* TASK INPUTS:
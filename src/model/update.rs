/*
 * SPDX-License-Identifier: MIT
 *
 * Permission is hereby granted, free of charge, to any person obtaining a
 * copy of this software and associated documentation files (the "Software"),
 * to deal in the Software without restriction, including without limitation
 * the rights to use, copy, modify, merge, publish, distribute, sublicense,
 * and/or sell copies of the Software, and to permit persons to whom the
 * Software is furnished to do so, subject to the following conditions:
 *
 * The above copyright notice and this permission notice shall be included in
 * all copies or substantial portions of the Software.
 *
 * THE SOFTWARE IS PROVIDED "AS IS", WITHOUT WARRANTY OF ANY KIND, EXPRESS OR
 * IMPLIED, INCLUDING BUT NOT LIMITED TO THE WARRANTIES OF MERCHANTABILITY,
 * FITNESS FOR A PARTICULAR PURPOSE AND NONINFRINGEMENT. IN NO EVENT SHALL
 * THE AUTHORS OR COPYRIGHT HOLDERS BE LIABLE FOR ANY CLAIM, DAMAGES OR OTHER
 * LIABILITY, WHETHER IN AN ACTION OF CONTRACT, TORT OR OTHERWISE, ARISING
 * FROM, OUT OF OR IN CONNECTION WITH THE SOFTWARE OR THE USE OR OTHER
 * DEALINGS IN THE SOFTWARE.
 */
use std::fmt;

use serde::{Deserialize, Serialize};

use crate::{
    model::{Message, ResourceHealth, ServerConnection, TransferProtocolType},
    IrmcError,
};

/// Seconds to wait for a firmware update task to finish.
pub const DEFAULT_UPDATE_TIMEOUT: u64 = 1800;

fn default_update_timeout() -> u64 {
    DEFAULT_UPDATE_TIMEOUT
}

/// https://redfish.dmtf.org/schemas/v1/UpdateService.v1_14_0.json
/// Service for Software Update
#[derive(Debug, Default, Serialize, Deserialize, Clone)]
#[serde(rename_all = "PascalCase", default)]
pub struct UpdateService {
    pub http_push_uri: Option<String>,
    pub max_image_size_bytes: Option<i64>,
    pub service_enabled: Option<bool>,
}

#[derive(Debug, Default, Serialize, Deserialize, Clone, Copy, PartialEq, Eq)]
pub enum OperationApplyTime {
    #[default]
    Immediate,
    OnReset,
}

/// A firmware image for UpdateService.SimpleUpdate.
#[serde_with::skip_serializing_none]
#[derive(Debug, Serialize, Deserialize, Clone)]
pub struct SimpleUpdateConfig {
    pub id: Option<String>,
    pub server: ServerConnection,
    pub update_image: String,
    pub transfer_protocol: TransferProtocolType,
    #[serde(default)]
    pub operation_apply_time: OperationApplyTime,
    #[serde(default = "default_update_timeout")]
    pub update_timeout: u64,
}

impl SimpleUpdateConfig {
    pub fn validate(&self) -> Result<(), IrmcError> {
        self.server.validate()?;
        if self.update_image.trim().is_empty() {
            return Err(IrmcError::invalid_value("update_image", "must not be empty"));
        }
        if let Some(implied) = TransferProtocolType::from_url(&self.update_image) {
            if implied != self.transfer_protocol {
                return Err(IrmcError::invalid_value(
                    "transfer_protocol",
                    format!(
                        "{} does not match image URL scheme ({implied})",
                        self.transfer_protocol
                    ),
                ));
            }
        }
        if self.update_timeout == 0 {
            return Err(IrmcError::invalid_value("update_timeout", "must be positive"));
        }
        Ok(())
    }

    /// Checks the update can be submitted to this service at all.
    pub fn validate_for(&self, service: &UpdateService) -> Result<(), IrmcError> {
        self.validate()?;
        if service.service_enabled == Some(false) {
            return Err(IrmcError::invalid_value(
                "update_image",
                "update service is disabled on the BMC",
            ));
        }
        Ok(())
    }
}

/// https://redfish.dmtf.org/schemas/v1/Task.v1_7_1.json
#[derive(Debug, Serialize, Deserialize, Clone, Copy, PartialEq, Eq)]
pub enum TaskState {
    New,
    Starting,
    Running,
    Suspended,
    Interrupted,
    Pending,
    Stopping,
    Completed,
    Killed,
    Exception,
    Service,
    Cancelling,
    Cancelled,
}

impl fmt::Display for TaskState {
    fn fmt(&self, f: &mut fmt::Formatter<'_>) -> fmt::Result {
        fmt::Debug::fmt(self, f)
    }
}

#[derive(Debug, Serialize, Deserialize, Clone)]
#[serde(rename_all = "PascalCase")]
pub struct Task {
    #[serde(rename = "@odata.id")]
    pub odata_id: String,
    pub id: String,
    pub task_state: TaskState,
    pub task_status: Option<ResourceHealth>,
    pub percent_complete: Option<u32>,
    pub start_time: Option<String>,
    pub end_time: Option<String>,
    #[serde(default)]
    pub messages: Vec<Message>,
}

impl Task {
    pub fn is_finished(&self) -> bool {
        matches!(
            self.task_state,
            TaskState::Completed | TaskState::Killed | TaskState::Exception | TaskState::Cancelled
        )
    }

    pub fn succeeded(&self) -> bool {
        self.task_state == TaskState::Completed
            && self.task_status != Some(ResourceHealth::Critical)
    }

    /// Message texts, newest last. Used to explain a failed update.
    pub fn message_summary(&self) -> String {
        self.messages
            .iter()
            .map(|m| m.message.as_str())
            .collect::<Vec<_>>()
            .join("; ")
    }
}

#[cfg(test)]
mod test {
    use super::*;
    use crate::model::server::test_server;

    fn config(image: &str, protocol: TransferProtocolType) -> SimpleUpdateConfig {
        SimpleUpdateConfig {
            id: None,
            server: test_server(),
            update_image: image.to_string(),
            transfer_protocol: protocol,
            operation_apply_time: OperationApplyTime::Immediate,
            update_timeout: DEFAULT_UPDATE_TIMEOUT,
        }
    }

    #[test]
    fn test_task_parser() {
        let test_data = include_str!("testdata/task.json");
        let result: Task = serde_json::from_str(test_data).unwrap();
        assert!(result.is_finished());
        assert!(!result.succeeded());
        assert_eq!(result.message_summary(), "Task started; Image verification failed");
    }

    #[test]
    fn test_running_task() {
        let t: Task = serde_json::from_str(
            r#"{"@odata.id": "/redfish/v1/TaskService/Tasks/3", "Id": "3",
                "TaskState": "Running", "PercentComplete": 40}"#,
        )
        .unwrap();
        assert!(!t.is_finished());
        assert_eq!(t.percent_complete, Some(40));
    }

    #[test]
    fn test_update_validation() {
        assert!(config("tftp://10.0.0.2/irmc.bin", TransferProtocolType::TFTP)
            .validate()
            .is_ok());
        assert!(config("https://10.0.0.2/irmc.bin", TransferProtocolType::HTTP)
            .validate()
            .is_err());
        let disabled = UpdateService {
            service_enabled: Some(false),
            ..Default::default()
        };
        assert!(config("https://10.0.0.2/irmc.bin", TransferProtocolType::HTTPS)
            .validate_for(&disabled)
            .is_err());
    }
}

* TASK BRIEF: Give back exactly the lines of the listing above, starting with its first line and ending with the line that holds "DAMAGES OR OTHER".

* SOLUTION TO THIS TASK:
filename src/model/update.rs
/*
 * SPDX-License-Identifier: MIT
 *
 * Permission is hereby granted, free of charge, to any person obtaining a
 * copy of this software and associated documentation files (the "Software"),
 * to deal in the Software without restriction, including without limitation
 * the rights to use, copy, modify, merge, publish, distribute, sublicense,
 * and/or sell copies of the Software, and to permit persons to whom the
 * Software is furnished to do so, subject to the following conditions:
 *
 * The above copyright notice and this permission notice shall be included in
 * all copies or substantial portions of the Software.
 *
 * THE SOFTWARE IS PROVIDED "AS IS", WITHOUT WARRANTY OF ANY KIND, EXPRESS OR
 * IMPLIED, INCLUDING BUT NOT LIMITED TO THE WARRANTIES OF MERCHANTABILITY,
 * FITNESS FOR A PARTICULAR PURPOSE AND NONINFRINGEMENT. IN NO EVENT SHALL
 * THE AUTHORS OR COPYRIGHT HOLDERS BE LIABLE FOR ANY CLAIM, DAMAGES OR OTHER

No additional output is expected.